I lived in Morocco for a year when I was doing research for my doctorate in cultural anthropology. One weekend, a Moroccan friend asked me to join her for a naming feast in Fez. It was for the newborn son of good friend of hers. I was giddy. I was about to become an intimate part of a household and the feast preparations for the event.
It turned out not to be a typical naming feast. The mother was divorcing her husband and was using the feast to alter resistant public opinion about her choices. She was successful in this and I think the turning point happened midway through the long feast, when the chicken tajine, a ginger and spice-rich stew with black and green olives, was served.

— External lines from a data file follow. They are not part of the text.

use thiserror::Error;

/// Errors that abort a load run.
///
/// A reference that fails to resolve during a lookup phase is deliberately
/// not represented here: it is non-fatal, the affected records are dropped
/// and counted in [`LoadStats`](crate::load::LoadStats).
#[derive(Debug, Error)]
pub enum LoadError {
    /// The HTTP fetch failed or returned a non-parseable body.
    #[error("prize feed unavailable: {0}")]
    FeedUnavailable(String),

    /// The parsed document has no top-level "prizes" array.
    #[error("feed document is missing the top-level \"prizes\" array")]
    MalformedFeed,

    /// A batch insert or lookup itself failed, outside the tolerated
    /// uniqueness-violation case.
    #[error("persistence failure")]
    Persistence(#[from] rusqlite::Error),
}

impl LoadError {
    pub fn unavailable(err: impl std::fmt::Display) -> Self {
        LoadError::FeedUnavailable(err.to_string())
    }
}
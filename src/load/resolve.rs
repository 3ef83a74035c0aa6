//! Entity and prize resolution: derive the distinct categories, recipients
//! and (year, category) prizes from the flattened records, insert them
//! duplicate-ignoring, and build the id lookup maps.
//!
//! The two-phase shape is deliberate: the batch insert reports nothing back
//! for rows that already existed, so every id is fetched with a point
//! lookup afterwards. A key that still fails to resolve is left out of its
//! map and the records referencing it are dropped downstream, never a hard
//! error.

use std::collections::{BTreeSet, HashMap};

use super::sink::{Sink, SqlValue};
use crate::error::LoadError;
use crate::flatten::IngestionRecord;
use crate::schema::tables::{CATEGORY, PRIZE, RECIPIENT};
use crate::ui::Ui;

/// Natural identity of a recipient: the name pair as observed in the feed
pub type NameKey = (Option<String>, Option<String>);

/// Identity of a prize before id resolution: (year, category name)
pub type PrizeKey = (i64, String);

/// Resolve category names to surrogate ids
pub fn resolve_categories(
    sink: &Sink,
    records: &[IngestionRecord],
    ui: &mut impl Ui,
) -> Result<HashMap<String, i64>, LoadError> {
    let names: BTreeSet<&str> = records.iter().filter_map(|r| r.category.as_deref()).collect();

    let rows: Vec<Vec<SqlValue>> = names.iter().map(|n| vec![SqlValue::from(*n)]).collect();
    sink.insert_ignore_batch(&CATEGORY, &["name"], &rows)?;

    let mut ids = HashMap::new();
    for name in names {
        match sink.lookup_id(&CATEGORY, &[("name", SqlValue::from(name))])? {
            Some(id) => {
                ids.insert(name.to_string(), id);
            }
            None => ui.log(format!("category {:?} did not resolve; skipping", name)),
        }
    }

    Ok(ids)
}

/// Resolve recipient name pairs to surrogate ids. Only records that carry a
/// laureate contribute; the pair may be partially or fully absent.
pub fn resolve_recipients(
    sink: &Sink,
    records: &[IngestionRecord],
    ui: &mut impl Ui,
) -> Result<HashMap<NameKey, i64>, LoadError> {
    let keys: BTreeSet<NameKey> = records
        .iter()
        .filter(|r| r.has_recipient())
        .map(|r| r.name_key())
        .collect();

    let rows: Vec<Vec<SqlValue>> = keys
        .iter()
        .map(|(first, last)| vec![SqlValue::from(first), SqlValue::from(last)])
        .collect();
    sink.insert_ignore_batch(&RECIPIENT, &["first_name", "last_name"], &rows)?;

    let mut ids = HashMap::new();
    for key in keys {
        let matches = [
            ("first_name", SqlValue::from(&key.0)),
            ("last_name", SqlValue::from(&key.1)),
        ];
        match sink.lookup_id(&RECIPIENT, &matches)? {
            Some(id) => {
                ids.insert(key, id);
            }
            None => ui.log(format!("recipient {:?} did not resolve; skipping", key)),
        }
    }

    Ok(ids)
}

/// Resolve (year, category) pairs to prize ids. The returned map is keyed
/// by category *name* so the junction builder can resolve straight from the
/// flattened records.
pub fn resolve_prizes(
    sink: &Sink,
    records: &[IngestionRecord],
    category_ids: &HashMap<String, i64>,
    ui: &mut impl Ui,
) -> Result<HashMap<PrizeKey, i64>, LoadError> {
    let pairs: BTreeSet<PrizeKey> = records
        .iter()
        .filter_map(|r| match (r.year, r.category.as_ref()) {
            (Some(year), Some(category)) => Some((year, category.clone())),
            _ => None,
        })
        .collect();

    let mut resolvable: Vec<(i64, String, i64)> = Vec::with_capacity(pairs.len());
    for (year, category) in pairs {
        match category_ids.get(&category) {
            Some(&category_id) => resolvable.push((year, category, category_id)),
            None => ui.log(format!(
                "prize ({}, {:?}) references an unresolved category; skipping",
                year, category
            )),
        }
    }

    let rows: Vec<Vec<SqlValue>> = resolvable
        .iter()
        .map(|(year, _, category_id)| vec![SqlValue::from(*year), SqlValue::from(*category_id)])
        .collect();
    sink.insert_ignore_batch(&PRIZE, &["year", "category_id"], &rows)?;

    let mut ids = HashMap::new();
    for (year, category, category_id) in resolvable {
        let matches = [
            ("year", SqlValue::from(year)),
            ("category_id", SqlValue::from(category_id)),
        ];
        match sink.lookup_id(&PRIZE, &matches)? {
            Some(id) => {
                ids.insert((year, category), id);
            }
            None => ui.log(format!(
                "prize ({}, {:?}) did not resolve; skipping",
                year, category
            )),
        }
    }

    Ok(ids)
}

That weekend in Fez remains one of the highlights of my time in Morocco. It also possessed all the indications of a pilgrimage: everyone was transformed by the end of the feast. Below is the recipe for the main dish that pulled off the feast.
To read the entire story, called Feasting in Fez, which was a Runner-up Winner in the TranstionsAbroad.com 2008 Travel Narrative Writing Contest, visit http://www.transitionsabroad.com/listings/travel/narrative_travel_writing/feasting_in_fez_morocco.shtml.
To read more of my food, travel, and adventure writing, visit www.beebesfeast.com.
Moroccan Chicken Tajine with Two Types of Olives
(Serves 4)1 medium sized-onion, cut in long narrow slivers
5 cloves garlic, minced
1/4 cup olive oil
1 chicken, whole
Water to cover the chicken half way in a
cooking pot in which the bird can lay flat
on its back and barely touch the sides of the pot.
1 to 2 tablespoons grated fresh ginger
1/4 teaspoon saffron pistons, roughly ground
in a mortar and pestle.
1 tablespoon ground cumin
Zest from half a lemon
lemon juice from a whole lemon
salt and freshly cracked pepper to taste (Be sparing
with the salt because later you will add the olives,
with their own saltiness.)
1/4 cup roughly chopped curly parsley
1/4 cup roughly chopped cilantro
1 cup green olives, preferably the Provence herb
cured style (with pits) but other types of
green olives work well too.
1 cup black calamata olives.
Pour the olive oil into the pot for your chicken. Heat it and add the onion slivers and the minced garlic. Saute these for a minute and then add the chicken and quickly pour cold water over it until the bird is half immersed.
While bringing the water to boil, add the fresh ginger, the saffron, the cumin, lemon zest, lemon juice, and pepper. Once boiling, reduce the heat and allow the chicken to simmer for half an hour. Then turn the bird over and let it simmer for another half-an-hour. After the chicken has fully cooked, add the two types of parsley and the two types of olives. Allow to simmer on very low heat until you are ready to serve the dish.
Serve with freshly baked Moroccan style flat bread or with a fresh baguette. A leafy green salad is a perfect accompaniment to round out this meal.
Suggested Wine Pairing
As Muslims, most Moroccans don't drink wine and won't offer it to you. However, Morocco does produce some very good vintage. One of the best, I think, is Amazir, a red wine that tastes like a French Cabernet Sauvignon-Merlot blend. It is grown in the Meknes wine valley, not too far from the ancient site of Rome's North African provincial capital, Volubilis, known as Walili in Moroccan Arabic.Amazir works beautifully with this chicken tajine. The medium-bodied wine joins the meaty olives head on but is delicate and elegant with the refined sauce, rich with garlic, ginger, and saffron.
If you cannot get your hands on Amazir, an alternative, inspired by the saffron, is the La Manchan Jumilla label. This southeastern Spanish wine grows near saffron-producing lands and has absorbed saffron notes into its bouquet and palette: it is a rich experience to taste the saffron-infused terroir.